## [Aim of the task]
Lines from the one containing "pub fn remediate_all(&mut" through the end of the entries below: set them down exactly, both ends included, with nothing added.

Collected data

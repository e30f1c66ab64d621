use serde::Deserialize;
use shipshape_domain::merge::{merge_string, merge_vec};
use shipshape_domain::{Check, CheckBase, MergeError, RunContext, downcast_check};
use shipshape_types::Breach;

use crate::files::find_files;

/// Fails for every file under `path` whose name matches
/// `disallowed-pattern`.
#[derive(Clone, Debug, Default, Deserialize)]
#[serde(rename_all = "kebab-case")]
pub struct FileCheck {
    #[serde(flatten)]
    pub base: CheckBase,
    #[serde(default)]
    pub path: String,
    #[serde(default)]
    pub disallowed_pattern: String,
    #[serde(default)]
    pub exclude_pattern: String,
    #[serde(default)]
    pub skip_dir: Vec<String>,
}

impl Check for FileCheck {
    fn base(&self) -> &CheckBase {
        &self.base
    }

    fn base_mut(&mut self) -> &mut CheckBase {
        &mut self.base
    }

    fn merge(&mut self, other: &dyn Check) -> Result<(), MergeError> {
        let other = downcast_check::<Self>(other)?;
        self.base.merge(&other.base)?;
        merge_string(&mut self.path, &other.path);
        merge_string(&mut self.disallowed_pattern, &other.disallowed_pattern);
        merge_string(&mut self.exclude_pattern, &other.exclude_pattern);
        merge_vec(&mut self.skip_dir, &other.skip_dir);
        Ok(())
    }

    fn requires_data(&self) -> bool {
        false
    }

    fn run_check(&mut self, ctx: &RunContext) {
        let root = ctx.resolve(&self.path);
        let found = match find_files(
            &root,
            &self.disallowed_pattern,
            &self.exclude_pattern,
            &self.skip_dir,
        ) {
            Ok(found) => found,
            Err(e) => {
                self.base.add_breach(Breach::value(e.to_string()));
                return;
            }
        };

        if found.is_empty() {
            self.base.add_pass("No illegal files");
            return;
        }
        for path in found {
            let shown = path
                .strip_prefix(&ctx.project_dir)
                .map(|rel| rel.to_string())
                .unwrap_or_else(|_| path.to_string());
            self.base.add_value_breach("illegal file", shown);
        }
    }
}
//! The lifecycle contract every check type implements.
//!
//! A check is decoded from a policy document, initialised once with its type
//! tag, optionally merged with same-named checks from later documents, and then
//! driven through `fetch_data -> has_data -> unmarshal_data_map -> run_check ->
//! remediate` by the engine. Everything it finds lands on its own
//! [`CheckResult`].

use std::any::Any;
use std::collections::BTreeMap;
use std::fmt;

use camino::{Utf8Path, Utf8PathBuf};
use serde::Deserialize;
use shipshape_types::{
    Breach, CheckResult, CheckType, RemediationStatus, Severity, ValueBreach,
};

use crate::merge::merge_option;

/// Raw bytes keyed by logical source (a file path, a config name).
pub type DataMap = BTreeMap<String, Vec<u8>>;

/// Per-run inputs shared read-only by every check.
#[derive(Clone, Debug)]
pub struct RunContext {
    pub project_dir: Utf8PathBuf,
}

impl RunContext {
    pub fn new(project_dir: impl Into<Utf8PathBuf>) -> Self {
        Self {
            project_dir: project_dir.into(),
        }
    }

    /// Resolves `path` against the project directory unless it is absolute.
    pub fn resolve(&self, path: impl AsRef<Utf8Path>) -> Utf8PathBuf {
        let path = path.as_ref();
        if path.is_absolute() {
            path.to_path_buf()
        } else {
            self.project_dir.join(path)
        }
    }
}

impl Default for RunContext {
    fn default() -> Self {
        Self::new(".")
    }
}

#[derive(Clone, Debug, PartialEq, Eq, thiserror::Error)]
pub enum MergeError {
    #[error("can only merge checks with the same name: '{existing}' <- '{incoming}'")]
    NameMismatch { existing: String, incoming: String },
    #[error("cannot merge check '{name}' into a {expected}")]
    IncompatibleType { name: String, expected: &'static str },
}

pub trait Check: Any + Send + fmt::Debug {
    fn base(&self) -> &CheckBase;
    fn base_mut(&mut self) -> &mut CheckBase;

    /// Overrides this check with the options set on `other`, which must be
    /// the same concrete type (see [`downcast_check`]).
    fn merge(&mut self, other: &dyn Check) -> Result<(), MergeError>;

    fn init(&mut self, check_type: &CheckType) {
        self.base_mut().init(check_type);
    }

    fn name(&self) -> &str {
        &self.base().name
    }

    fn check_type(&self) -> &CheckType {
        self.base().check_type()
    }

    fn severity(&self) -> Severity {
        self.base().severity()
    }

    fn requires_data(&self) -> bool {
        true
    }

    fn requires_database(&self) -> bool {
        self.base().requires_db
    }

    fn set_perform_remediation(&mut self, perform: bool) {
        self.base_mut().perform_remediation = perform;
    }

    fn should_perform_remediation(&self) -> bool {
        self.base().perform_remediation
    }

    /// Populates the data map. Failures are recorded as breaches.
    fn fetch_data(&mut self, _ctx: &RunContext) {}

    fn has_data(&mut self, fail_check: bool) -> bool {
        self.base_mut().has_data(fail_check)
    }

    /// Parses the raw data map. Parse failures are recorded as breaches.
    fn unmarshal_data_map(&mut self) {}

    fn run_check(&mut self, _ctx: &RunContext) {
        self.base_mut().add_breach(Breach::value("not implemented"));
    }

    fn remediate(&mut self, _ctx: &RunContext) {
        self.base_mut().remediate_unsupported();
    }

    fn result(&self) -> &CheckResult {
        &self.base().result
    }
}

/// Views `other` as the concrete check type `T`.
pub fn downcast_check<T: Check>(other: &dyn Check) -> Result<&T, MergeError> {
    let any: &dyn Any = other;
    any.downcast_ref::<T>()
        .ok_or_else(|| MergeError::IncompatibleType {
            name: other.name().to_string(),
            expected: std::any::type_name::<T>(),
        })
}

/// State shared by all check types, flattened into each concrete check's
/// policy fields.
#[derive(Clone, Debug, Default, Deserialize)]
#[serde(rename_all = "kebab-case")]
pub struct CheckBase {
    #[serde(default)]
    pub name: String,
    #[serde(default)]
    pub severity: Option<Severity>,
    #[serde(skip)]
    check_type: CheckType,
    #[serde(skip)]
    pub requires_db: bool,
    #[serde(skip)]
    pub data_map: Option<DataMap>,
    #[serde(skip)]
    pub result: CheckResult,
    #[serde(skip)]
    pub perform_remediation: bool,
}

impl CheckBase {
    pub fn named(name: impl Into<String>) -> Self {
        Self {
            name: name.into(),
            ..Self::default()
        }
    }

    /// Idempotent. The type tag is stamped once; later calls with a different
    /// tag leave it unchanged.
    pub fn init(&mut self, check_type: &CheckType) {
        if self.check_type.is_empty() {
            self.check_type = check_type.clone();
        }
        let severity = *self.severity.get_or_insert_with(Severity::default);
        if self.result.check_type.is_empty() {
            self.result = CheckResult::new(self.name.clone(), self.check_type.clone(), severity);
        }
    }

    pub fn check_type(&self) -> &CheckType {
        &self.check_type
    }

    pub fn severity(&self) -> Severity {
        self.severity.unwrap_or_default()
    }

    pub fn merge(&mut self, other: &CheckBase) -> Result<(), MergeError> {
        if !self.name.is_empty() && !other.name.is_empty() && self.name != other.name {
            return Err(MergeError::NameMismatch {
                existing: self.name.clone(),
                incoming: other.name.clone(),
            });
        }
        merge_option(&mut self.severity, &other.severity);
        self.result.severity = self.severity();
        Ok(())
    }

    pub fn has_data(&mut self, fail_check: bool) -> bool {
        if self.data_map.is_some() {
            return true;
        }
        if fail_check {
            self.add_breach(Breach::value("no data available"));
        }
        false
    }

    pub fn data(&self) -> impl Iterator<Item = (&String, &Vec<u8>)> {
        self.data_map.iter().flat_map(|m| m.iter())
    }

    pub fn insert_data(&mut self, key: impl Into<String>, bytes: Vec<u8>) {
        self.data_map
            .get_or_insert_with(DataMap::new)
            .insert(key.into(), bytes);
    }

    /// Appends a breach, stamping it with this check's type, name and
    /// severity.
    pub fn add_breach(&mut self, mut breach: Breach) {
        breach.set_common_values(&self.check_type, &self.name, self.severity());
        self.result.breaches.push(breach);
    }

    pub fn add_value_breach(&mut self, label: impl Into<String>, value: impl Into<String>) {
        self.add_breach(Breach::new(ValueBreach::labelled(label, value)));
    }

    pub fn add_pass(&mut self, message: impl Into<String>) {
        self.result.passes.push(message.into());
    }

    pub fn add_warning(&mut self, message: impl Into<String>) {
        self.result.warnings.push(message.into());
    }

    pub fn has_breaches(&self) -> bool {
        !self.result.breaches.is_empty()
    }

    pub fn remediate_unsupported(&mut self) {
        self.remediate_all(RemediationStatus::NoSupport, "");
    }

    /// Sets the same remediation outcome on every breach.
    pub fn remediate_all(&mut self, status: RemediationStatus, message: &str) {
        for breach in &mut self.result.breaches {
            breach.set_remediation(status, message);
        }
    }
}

## [Reply to the task]
    pub fn remediate_all(&mut self, status: RemediationStatus, message: &str) {
        for breach in &mut self.result.breaches {
            breach.set_remediation(status, message);
        }
    }
}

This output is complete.